Problem description >>
Below are some records. How many of their lines contain the string "order"? Answer with the number alone.

Stored data entries:
==============================
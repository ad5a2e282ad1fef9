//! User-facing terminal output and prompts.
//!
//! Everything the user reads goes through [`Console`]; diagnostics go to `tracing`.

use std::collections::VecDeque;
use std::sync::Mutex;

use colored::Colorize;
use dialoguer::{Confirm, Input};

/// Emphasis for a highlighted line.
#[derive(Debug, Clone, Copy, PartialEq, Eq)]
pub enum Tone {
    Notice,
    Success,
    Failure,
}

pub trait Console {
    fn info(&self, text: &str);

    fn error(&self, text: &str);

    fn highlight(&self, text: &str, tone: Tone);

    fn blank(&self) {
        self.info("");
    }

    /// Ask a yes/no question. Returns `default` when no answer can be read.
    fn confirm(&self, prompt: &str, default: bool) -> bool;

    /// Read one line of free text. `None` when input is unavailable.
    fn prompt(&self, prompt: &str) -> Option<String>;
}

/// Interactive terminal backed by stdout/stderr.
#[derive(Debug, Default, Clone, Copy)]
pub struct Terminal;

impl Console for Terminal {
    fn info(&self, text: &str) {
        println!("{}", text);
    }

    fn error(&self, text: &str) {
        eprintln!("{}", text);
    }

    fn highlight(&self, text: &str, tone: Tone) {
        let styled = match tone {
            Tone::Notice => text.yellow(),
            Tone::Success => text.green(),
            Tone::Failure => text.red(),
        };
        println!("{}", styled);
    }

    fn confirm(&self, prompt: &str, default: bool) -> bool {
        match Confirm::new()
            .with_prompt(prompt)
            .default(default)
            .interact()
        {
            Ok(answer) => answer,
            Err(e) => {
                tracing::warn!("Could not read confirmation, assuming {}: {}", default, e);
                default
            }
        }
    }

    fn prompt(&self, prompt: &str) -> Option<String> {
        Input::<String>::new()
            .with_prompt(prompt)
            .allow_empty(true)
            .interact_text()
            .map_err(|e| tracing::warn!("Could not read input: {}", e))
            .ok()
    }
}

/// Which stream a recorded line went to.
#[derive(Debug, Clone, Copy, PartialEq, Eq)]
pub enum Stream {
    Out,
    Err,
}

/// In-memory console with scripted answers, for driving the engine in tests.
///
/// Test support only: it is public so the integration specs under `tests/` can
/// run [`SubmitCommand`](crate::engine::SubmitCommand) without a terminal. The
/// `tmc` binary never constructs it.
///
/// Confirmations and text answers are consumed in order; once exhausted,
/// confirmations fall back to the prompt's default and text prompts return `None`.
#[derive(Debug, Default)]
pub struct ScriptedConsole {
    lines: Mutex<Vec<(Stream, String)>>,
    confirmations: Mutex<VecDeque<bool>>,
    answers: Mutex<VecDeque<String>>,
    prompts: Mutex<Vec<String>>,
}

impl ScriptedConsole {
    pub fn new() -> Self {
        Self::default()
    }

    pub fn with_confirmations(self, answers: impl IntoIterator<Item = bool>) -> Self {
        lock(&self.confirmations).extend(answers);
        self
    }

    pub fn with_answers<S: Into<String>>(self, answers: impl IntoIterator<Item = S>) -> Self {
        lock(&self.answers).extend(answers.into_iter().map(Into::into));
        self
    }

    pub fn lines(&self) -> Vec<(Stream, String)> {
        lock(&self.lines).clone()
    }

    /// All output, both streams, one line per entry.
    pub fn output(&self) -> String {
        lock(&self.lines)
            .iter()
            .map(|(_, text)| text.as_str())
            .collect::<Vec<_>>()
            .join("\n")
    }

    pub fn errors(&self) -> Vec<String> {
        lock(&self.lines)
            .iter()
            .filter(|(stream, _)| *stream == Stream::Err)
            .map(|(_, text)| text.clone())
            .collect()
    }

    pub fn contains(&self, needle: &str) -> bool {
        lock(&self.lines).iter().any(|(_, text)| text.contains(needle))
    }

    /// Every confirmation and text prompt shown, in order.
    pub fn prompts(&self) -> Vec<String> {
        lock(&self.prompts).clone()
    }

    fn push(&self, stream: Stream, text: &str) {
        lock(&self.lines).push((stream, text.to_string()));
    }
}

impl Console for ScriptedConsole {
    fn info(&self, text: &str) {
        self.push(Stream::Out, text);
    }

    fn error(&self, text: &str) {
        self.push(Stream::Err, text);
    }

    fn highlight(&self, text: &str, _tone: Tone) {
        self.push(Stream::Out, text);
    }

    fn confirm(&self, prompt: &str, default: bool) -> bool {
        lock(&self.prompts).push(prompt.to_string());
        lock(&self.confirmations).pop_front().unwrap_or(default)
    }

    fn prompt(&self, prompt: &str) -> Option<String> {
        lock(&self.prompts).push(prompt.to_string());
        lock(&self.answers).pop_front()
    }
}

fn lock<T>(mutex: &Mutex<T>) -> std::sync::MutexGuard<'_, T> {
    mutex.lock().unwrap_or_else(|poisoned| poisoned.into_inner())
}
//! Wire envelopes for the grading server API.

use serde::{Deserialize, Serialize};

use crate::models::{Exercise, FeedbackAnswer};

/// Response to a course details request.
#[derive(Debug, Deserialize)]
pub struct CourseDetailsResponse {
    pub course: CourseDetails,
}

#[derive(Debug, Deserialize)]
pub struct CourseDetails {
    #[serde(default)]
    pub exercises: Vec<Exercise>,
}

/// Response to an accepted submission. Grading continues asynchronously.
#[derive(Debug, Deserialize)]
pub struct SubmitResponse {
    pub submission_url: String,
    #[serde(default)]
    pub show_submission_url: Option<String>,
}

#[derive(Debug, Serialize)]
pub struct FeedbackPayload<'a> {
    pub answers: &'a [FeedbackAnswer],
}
==============================
Reply >>
2